Closed mohamedadaly closed 5 years ago
Hi @mohamedadaly
Thanks for your interest in CK! To answer your questions:
Does this package also build Tensorflow Lite, or just the whole of Tensorflow?
CK-TensorFlow supports building TensorFlow from source (CPU, CPU+XLA, CUDA, CUDA+XLA; v1.4.0 .. v1.8.0), as well as TensorFlow_CC. As we are looking to run (the TensorFlow part of) our ReQuEST submission on Android devices, we may need to start supporting TensorFlow Lite as well. Please stay tuned!
/cc @Chunosov @gfursin
Does it also support cross-compilation? My device is quite resource limited and slow, and I would prefer to avoid a native build on it, as I do now.
I totally agree with you.
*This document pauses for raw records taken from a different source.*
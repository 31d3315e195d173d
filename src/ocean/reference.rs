//! Host-side mirror of the GPU inverse FFT.
//!
//! Uses the same twiddle table layout, butterfly formula and ping-pong schedule as the
//! compute kernels, in `f32`, so GPU readbacks can be compared texel for texel.

use std::f32::consts::PI;

use num_complex::Complex32;

use crate::ocean::error::ConfigurationError;
use crate::ocean::ocean_parameters::FrameParameters;
use crate::ocean::schedule::{self, BufferRole, FftAxis, FftStep, Schedule};

/// CPU copy of the twiddle texture: `log2(N)` columns by `N` rows of
/// `(w.re, w.im, first_index, second_index)`.
#[derive(Debug, Clone, PartialEq)]
pub struct TwiddleTable {
  size: u32,
  log_size: u32,
  texels: Vec<[f32; 4]>,
}

impl TwiddleTable {
  pub fn new(size: u32) -> Result<Self, ConfigurationError> {
    let log_size = crate::ocean::utils::exact_log2(size)?;
    let half_size = size / 2;
    let mut texels = vec![[0.0f32; 4]; (log_size * size) as usize];

    for stage in 0..log_size {
      let b = size >> (stage + 1);
      for y in 0..half_size {
        let i = (2 * b * (y / b) + y % b) % size;
        let angle = -2.0 * PI * ((y / b) * b) as f32 / size as f32;
        let (re, im) = (angle.cos(), angle.sin());
        let indices = [i as f32, (i + b) as f32];

        texels[(y * log_size + stage) as usize] = [re, im, indices[0], indices[1]];
        texels[((y + half_size) * log_size + stage) as usize] = [-re, -im, indices[0], indices[1]];
      }
    }

    Ok(Self {
      size,
      log_size,
      texels,
    })
  }

  pub fn size(&self) -> u32 {
    self.size
  }

  pub fn texel(&self, stage: u32, y: u32) -> [f32; 4] {
    self.texels[(y * self.log_size + stage) as usize]
  }

  /// Row-major texels, the layout a readback of the twiddle texture produces.
  pub fn texture_data(&self) -> Vec<f32> {
    self.texels.iter().flatten().copied().collect()
  }

  fn butterfly(&self, stage: u32, output: u32) -> (Complex32, usize, usize) {
    let [re, im, first, second] = self.texel(stage, output);
    // The inverse transform rotates by the conjugate.
    (Complex32::new(re, -im), first as usize, second as usize)
  }
}

/// One butterfly stage over an `N x N` row-major grid.
pub fn butterfly_step(
  table: &TwiddleTable,
  axis: FftAxis,
  stage: u32,
  source: &[Complex32],
  destination: &mut [Complex32],
) {
  let size = table.size() as usize;
  for y in 0..size {
    for x in 0..size {
      destination[y * size + x] = match axis {
        FftAxis::Horizontal => {
          let (w, first, second) = table.butterfly(stage, x as u32);
          source[y * size + first] + w * source[y * size + second]
        }
        FftAxis::Vertical => {
          let (w, first, second) = table.butterfly(stage, y as u32);
          source[first * size + x] + w * source[second * size + x]
        }
      };
    }
  }
}

/// Runs `steps` with two buffers exactly like the GPU, including the final copy-back.
/// Returns whether the copy-back happened.
fn run_steps(table: &TwiddleTable, steps: &[FftStep], spectrum: &mut [Complex32]) -> bool {
  let mut ping_pong = vec![Complex32::default(); spectrum.len()];

  for step in steps {
    match step.source {
      BufferRole::Spectrum => butterfly_step(table, step.axis, step.stage, spectrum, &mut ping_pong),
      BufferRole::PingPong => butterfly_step(table, step.axis, step.stage, &ping_pong, spectrum),
    }
  }

  let copy_back = schedule::steps_need_copy_back(steps);
  if copy_back {
    spectrum.copy_from_slice(&ping_pong);
  }
  copy_back
}

/// Unnormalised 2D inverse DFT in natural order, in place.
pub fn inverse_fft_2d(table: &TwiddleTable, grid: &mut [Complex32]) -> Result<(), ConfigurationError> {
  let schedule = Schedule::new(table.size(), 1)?;
  run_steps(table, &schedule.inverse_fft_steps(), grid);
  Ok(())
}

/// Unnormalised 1D inverse DFT of every row (`Horizontal`) or column (`Vertical`).
pub fn inverse_fft_axis(
  table: &TwiddleTable,
  axis: FftAxis,
  grid: &mut [Complex32],
) -> Result<bool, ConfigurationError> {
  let schedule = Schedule::new(table.size(), 1)?;
  Ok(run_steps(table, &schedule.axis_steps(axis), grid))
}

/// Sign the assembler multiplies texel `(x, y)` by.
pub fn permute_sign(x: u32, y: u32) -> f32 {
  1.0 - 2.0 * ((x + y) % 2) as f32
}

/// Texel index holding wave number `k` (in cycles per domain) for a spectrum centred at N/2.
pub fn spectrum_index(k: i32, size: u32) -> u32 {
  (k + size as i32 / 2).rem_euclid(size as i32) as u32
}

pub fn dispersion(k: f32, gravity: f32, depth: f32) -> f32 {
  (gravity * k * (k * depth).min(20.0).tanh()).sqrt()
}

/// Phase the evolution kernel applies at `time`, with frequencies snapped to `2*pi/repeat_time`.
pub fn quantized_phase(k: f32, gravity: f32, depth: f32, repeat_time: f32, time: f32) -> f32 {
  let w0 = 2.0 * PI / repeat_time;
  (dispersion(k, gravity, depth) / w0).floor() * w0 * time
}

/// Wave vector of texel `(x, y)` in a domain `domain_size` metres wide.
pub fn wave_vector(x: u32, y: u32, size: u32, domain_size: f32) -> [f32; 2] {
  let half_size = size as f32 * 0.5;
  let delta_k = 2.0 * PI / domain_size;
  [
    (x as f32 - half_size) * delta_k,
    (y as f32 - half_size) * delta_k,
  ]
}

/// `h0 * e^(i*phase) + conj(h0(-k)) * e^(-i*phase)`, the height amplitude at one texel.
pub fn evolve_amplitude(h0: Complex32, h0_minus_k_conj: Complex32, phase: f32) -> Complex32 {
  let rotation = Complex32::from_polar(1.0, phase);
  h0 * rotation + h0_minus_k_conj * rotation.conj()
}

/// Displacement (xyz, foam) and slope of one texel, from the two transformed layers of a domain.
pub fn assemble_texel(
  x: u32,
  y: u32,
  displacement_layer: [f32; 4],
  slope_layer: [f32; 4],
  frame: &FrameParameters,
) -> ([f32; 4], [f32; 2]) {
  let sign = permute_sign(x, y);
  let [dx, dz, dy, dxz] = displacement_layer.map(|v| v * sign);
  let [dyx, dyz, dxx, dzz] = slope_layer.map(|v| v * sign);
  let [lx, lz] = frame.lambda;

  let jacobian = (1.0 + lx * dxx) * (1.0 + lz * dzz) - lx * lz * dxz * dxz;
  let biased = (frame.foam_bias - jacobian).max(0.0);
  let foam = if biased > frame.foam_threshold {
    (frame.foam_intensity * biased).clamp(0.0, 1.0)
  } else {
    0.0
  };

  (
    [lx * dx, dy, lz * dz, foam],
    [dyx / (1.0 + (dxx * lx).abs()), dyz / (1.0 + (dzz * lz).abs())],
  )
}

/// 2x2 box filter of a square level `width` texels wide with `components` floats per texel.
pub fn box_filter(level: &[f32], width: u32, components: u32) -> Vec<f32> {
  let target = (width / 2).max(1);
  let components = components as usize;
  let texel = |x: u32, y: u32| {
    let start = (y.min(width - 1) * width + x.min(width - 1)) as usize * components;
    &level[start..start + components]
  };

  let mut filtered = Vec::with_capacity((target * target) as usize * components);
  for y in 0..target {
    for x in 0..target {
      for c in 0..components {
        let sum = texel(2 * x, 2 * y)[c]
          + texel(2 * x + 1, 2 * y)[c]
          + texel(2 * x, 2 * y + 1)[c]
          + texel(2 * x + 1, 2 * y + 1)[c];
        filtered.push(sum * 0.25);
      }
    }
  }
  filtered
}

pub fn max_abs_error(actual: &[f32], expected: &[f32]) -> f32 {
  debug_assert_eq!(actual.len(), expected.len());
  actual
    .iter()
    .zip(expected)
    .map(|(a, e)| (a - e).abs())
    .fold(0.0, f32::max)
}
use crate::ocean::pipelines::SpectrumBuffers;
use crate::ocean::schedule::Schedule;
use crate::ocean::textures::{self, OceanTextures};

#[repr(C)]
#[derive(Debug, Copy, Clone, bytemuck::Pod, bytemuck::Zeroable)]
struct Params {
  time: f32,
  repeat_time: f32,
}

pub struct TimeDependentSpectrumPipeline {
  schedule: Schedule,
  textures_bind_group: wgpu::BindGroup,
  pipeline: wgpu::ComputePipeline,
}

impl TimeDependentSpectrumPipeline {
  pub fn init(
    device: &wgpu::Device,
    schedule: Schedule,
    ocean_textures: &OceanTextures,
    spectrum_buffers: &SpectrumBuffers,
  ) -> Self {
    let texture_bind_group_layout =
      device.create_bind_group_layout(&wgpu::BindGroupLayoutDescriptor {
        label: Some("Time-dependent spectrum texture bind group layout"),
        entries: &[
          // initial spectrum
          textures::input_array_entry(0),
          // evolved spectrum, two layers per domain
          textures::output_array_entry(1, textures::SPECTRUM_FORMAT),
        ],
      });

    let textures_bind_group = device.create_bind_group(&wgpu::BindGroupDescriptor {
      label: Some("Time-dependent spectrum texture bind group"),
      layout: &texture_bind_group_layout,
      entries: &[
        wgpu::BindGroupEntry {
          binding: 0,
          resource: wgpu::BindingResource::TextureView(&textures::array_view(
            &ocean_textures.initial_spectrum,
            0,
          )),
        },
        wgpu::BindGroupEntry {
          binding: 1,
          resource: wgpu::BindingResource::TextureView(&textures::array_view(
            &ocean_textures.spectrum,
            0,
          )),
        },
      ],
    });

    let shader = device.create_shader_module(wgpu::ShaderModuleDescriptor {
      label: Some("Time-dependent spectrum shader"),
      source: wgpu::ShaderSource::Wgsl(
        concat!(
          include_str!("./shaders/spectrum_common.wgsl"),
          include_str!("./shaders/time_dependent_spectrum.wgsl")
        )
        .into(),
      ),
    });

    let pipeline_layout = device.create_pipeline_layout(&wgpu::PipelineLayoutDescriptor {
      label: Some("Time-dependent spectrum pipeline layout"),
      bind_group_layouts: &[&texture_bind_group_layout, &spectrum_buffers.bind_group_layout],
      push_constant_ranges: &[wgpu::PushConstantRange {
        stages: wgpu::ShaderStages::COMPUTE,
        range: 0..std::mem::size_of::<Params>() as u32,
      }],
    });

    let pipeline = device.create_compute_pipeline(&wgpu::ComputePipelineDescriptor {
      label: Some("Time-dependent spectrum pipeline"),
      layout: Some(&pipeline_layout),
      module: &shader,
      entry_point: Some("calculate_amplitudes"),
      compilation_options: Default::default(),
      cache: None,
    });

    Self {
      schedule,
      textures_bind_group,
      pipeline,
    }
  }

  pub fn dispatch(
    &self,
    encoder: &mut wgpu::CommandEncoder,
    spectrum_buffers: &SpectrumBuffers,
    time: f32,
    repeat_time: f32,
  ) {
    let mut compute_pass = encoder.begin_compute_pass(&wgpu::ComputePassDescriptor {
      label: Some("Calculate time-dependent spectrum"),
      timestamp_writes: None,
    });

    let params = Params { time, repeat_time };

    compute_pass.set_pipeline(&self.pipeline);
    compute_pass.set_bind_group(0, &self.textures_bind_group, &[]);
    compute_pass.set_bind_group(1, &spectrum_buffers.bind_group, &[]);
    compute_pass.set_push_constants(0, bytemuck::cast_slice(&[params]));
    let [x, y, z] = self.schedule.evolve().workgroups;
    compute_pass.dispatch_workgroups(x, y, z);
  }
}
Here's some recent stats for building TensorFlow 1.8.0 on several aarch64 platforms:
Firefly RK3399 (4 GB RAM, with swap):
$ ck install package:lib-tensorflow-1.8.0-src-cpu --env.CK_HOST_CPU_NUMBER_OF_PROCESSORS=3
...
Installation time: 24036.3912299 sec.
Linaro HiKey960 (3 GB RAM, with swap):
$ ck install package:lib-tensorflow-1.8.0-src-cpu --env.CK_HOST_CPU_NUMBER_OF_PROCESSORS=2
...
Installation time: 28039.245172 sec.
Jetson TX1 (4 GB RAM, without swap):
$ ck install package:lib-tensorflow-1.8.0-src-cpu --env.CK_HOST_CPU_NUMBER_OF_PROCESSORS=1
...
Installation time: 51031.3029599 sec.
(Apparently, it takes about 3 hours on Jetson TX2.)
Unfortunately, cross-compiling TensorFlow is not an easy fit:
it can be challenging to run directly on devices that have limited resources, such as the Raspberry Pi. It’s also not easy to set up cross-compilation if you’re compiling on a different machine than you’re deploying to
(according to @petewarden in "Building Mobile Applications with TensorFlow")
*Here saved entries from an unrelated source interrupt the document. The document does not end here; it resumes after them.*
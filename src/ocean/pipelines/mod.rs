mod fft;
mod generate_mipmaps_pipeline;
mod initial_spectrum_pipeline;
mod spectrum_buffers;
mod time_dependent_spectrum_pipeline;
mod waves_data_merge_pipeline;

pub use fft::FFT;
pub use generate_mipmaps_pipeline::GenerateMipmapsPipeline;
pub use initial_spectrum_pipeline::{generate_noise_data, InitialSpectrumPipeline};
pub use spectrum_buffers::SpectrumBuffers;
pub use time_dependent_spectrum_pipeline::TimeDependentSpectrumPipeline;
pub use waves_data_merge_pipeline::WavesDataMergePipeline;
If we would get some reasonable instructions for cross-compiling TensorFlow, we could incorporate them into CK-TensorFlow. Do you perhaps know of any such instructions to start with?
In fact, some instructions are referenced from https://github.com/ctuning/ck-tensorflow/issues/44.
We had a very hard time cross-compiling Tensorflow, but TF Lite is a lot easier. For example, to cross-compile for the Pi, you could do:
# Set CC and CXX to your toolchain binaries
# compile TF Lite
make -f tensorflow/contrib/lite/Makefile CXX="${CXX}" CC="${CC}" LIBS="-lstdc++ -lpthread -lm -ldl" all -j4 TARGET=RPI TARGET_ARCH=armv7
Thanks @mohamedadaly ! It's probably going to be more tricky for Android, but we'll look into it.
Thanks!
In case it's helpful, they seem to have instructions for building an Android demo app here.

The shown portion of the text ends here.